Maintenance of balances of DNA methylation and demethylation plays fundamental roles in many biological processes. Aberrant DNA methylation-demethylation cycles is closely linked to the onset and progression of cancer. Proteins of the TET family are Fe(II)- and 2-oxoglutarate-dependent dioxygenases that catalyze iterative oxidation of 5-methylcytosine (5mC) to 5-hydroxymethylcytosine (5hmC) and subsequent oxidized derivatives. In addition to their roles as transient intermediate of DNA demethylation, these oxidized methylcytosines represent epigenetic marks that influence chromatin structure and gene expression. Loss of TET functions, which leads to marked disruption of DNA methylation and hydroxymethylation profiles, is commonly observed in a wide range of cancers.
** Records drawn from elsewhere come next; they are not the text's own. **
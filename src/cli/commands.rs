//! CLI command implementations
//!
//! All command functions return `CliResult<ExitCode>` instead of calling
//! `process::exit`. Error handling and exits happen in the top-level `run()`.

use std::fs;
use std::path::{Path, PathBuf};

use crate::backend::{GeneratedFiles, Script, transpile_script};
use crate::config::TranspilerConfig;

use super::{CliError, CliResult, EmitTarget, ExitCode};

const HEADER_EXTENSION: &str = "hpp";
const SOURCE_EXTENSION: &str = "cpp";

/// Read and decode an event log.
pub fn load_script(path: &Path) -> CliResult<Script> {
    let json = fs::read_to_string(path)
        .map_err(|e| CliError::failure(format!("Error reading {}: {}", path.display(), e)))?;
    Script::from_json(&json).map_err(|e| CliError::failure(format!("Error decoding {}: {}", path.display(), e)))
}

/// Output base path: `output` with any `.hpp`/`.cpp` extension removed, or the event log path without extension.
pub fn output_base(file: &Path, output: Option<&Path>) -> PathBuf {
    match output {
        Some(output) => {
            let is_generated = output
                .extension()
                .and_then(|ext| ext.to_str())
                .is_some_and(|ext| ext == HEADER_EXTENSION || ext == SOURCE_EXTENSION);
            if is_generated { output.with_extension("") } else { output.to_path_buf() }
        }
        None => file.with_extension(""),
    }
}

/// Script name used for the include guard and the source's own `#include`.
pub fn script_name(base: &Path) -> String {
    base.file_name().map(|name| name.to_string_lossy().into_owned()).unwrap_or_else(|| "script".to_string())
}

fn transpile(file: &Path, name: String, use_floats: bool) -> CliResult<GeneratedFiles> {
    let script = load_script(file)?;
    let config = TranspilerConfig::new(name).with_floats(use_floats);
    transpile_script(config, &script).map_err(|e| CliError::failure(format!("Error transpiling {}: {}", file.display(), e)))
}

/// Transpile an event log and write `<base>.hpp` / `<base>.cpp`.
pub fn build_file(file: &Path, output: Option<&Path>, use_floats: bool) -> CliResult<ExitCode> {
    let base = output_base(file, output);
    let files = transpile(file, script_name(&base), use_floats)?;

    if let Some(dir) = base.parent().filter(|dir| !dir.as_os_str().is_empty()) {
        fs::create_dir_all(dir)
            .map_err(|e| CliError::failure(format!("Error creating {}: {}", dir.display(), e)))?;
    }
    for (extension, text) in [(HEADER_EXTENSION, &files.header), (SOURCE_EXTENSION, &files.source)] {
        let path = base.with_extension(extension);
        fs::write(&path, text).map_err(|e| CliError::failure(format!("Error writing {}: {}", path.display(), e)))?;
        tracing::info!(path = %path.display(), "wrote");
    }
    Ok(ExitCode::SUCCESS)
}

/// Transpile an event log and print the requested files.
pub fn emit_file(file: &Path, target: EmitTarget, use_floats: bool) -> CliResult<ExitCode> {
    let files = transpile(file, script_name(&file.with_extension("")), use_floats)?;
    match target {
        EmitTarget::Header => print!("{}", files.header),
        EmitTarget::Source => print!("{}", files.source),
        EmitTarget::Both => print!("{}\n{}", files.header, files.source),
    }
    Ok(ExitCode::SUCCESS)
}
Particularly, TET loss-of-function is strongly associated with hematologic malignancies of lymphoid and myeloid origin as well as diverse solid cancers. In this talk, I will present our recent findings on the role of TET proteins in normal and malignant hematopoietic development, with an emphasis on the previously unappreciated functions of TET proteins in controlling genome-wide DNA methylation patterns, cell lineage commitment and genome integrity during hematopoiesis. Understanding of the impact of TET dysregulation during oncogenesis and identification of ways to manipulate TET activity in cancer cells may provide new avenues to develop novel epigenetic therapy applicable to a wide range of cancers.